§ **TASK BRIEF**
Comb through the entries for "info" and pull out each line that holds it.

Stored data
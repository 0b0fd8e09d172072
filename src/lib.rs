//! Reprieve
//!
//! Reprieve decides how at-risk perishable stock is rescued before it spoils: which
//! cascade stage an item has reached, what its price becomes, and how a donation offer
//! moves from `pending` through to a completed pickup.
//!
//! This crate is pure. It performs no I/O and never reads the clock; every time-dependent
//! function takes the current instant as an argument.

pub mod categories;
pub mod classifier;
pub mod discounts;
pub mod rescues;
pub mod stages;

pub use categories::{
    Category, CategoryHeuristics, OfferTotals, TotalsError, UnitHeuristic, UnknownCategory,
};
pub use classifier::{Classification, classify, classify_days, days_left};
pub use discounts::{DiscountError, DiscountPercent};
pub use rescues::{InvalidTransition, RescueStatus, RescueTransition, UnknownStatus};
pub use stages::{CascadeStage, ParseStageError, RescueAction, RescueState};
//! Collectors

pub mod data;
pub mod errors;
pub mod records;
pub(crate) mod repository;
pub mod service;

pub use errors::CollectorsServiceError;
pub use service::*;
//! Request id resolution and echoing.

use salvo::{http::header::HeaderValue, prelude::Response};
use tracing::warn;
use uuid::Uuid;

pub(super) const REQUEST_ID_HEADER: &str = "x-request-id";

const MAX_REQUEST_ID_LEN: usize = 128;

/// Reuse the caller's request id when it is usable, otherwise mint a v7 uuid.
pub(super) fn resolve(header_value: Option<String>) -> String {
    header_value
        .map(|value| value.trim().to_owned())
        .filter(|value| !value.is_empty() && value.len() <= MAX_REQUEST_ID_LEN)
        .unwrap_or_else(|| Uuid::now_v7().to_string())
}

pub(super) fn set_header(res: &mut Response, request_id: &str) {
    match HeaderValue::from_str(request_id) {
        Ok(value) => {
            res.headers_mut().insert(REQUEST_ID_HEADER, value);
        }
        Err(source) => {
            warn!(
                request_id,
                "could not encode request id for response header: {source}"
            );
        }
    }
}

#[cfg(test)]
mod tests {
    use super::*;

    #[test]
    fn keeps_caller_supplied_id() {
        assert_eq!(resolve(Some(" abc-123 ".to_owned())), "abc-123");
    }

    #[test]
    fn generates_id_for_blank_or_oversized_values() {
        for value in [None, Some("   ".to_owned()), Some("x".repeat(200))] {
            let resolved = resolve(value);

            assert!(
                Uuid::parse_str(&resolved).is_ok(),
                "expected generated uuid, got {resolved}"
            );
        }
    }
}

---

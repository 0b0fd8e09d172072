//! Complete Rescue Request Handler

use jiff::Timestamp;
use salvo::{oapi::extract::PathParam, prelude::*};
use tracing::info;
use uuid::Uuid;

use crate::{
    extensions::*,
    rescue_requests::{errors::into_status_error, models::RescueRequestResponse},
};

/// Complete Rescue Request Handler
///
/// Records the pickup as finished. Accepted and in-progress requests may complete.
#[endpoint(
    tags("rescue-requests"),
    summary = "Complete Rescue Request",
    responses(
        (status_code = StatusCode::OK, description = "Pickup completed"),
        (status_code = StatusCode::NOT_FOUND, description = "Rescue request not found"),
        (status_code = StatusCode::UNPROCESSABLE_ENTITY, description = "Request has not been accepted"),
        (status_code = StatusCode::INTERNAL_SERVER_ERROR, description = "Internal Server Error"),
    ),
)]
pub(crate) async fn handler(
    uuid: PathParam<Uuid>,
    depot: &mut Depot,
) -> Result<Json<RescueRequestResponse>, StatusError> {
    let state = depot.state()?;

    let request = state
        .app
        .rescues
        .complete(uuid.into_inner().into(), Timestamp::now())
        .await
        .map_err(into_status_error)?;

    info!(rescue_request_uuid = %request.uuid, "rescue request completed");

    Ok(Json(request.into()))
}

§ **RESULT OF THIS TASK**
use tracing::info;
    info!(rescue_request_uuid = %request.uuid, "rescue request completed");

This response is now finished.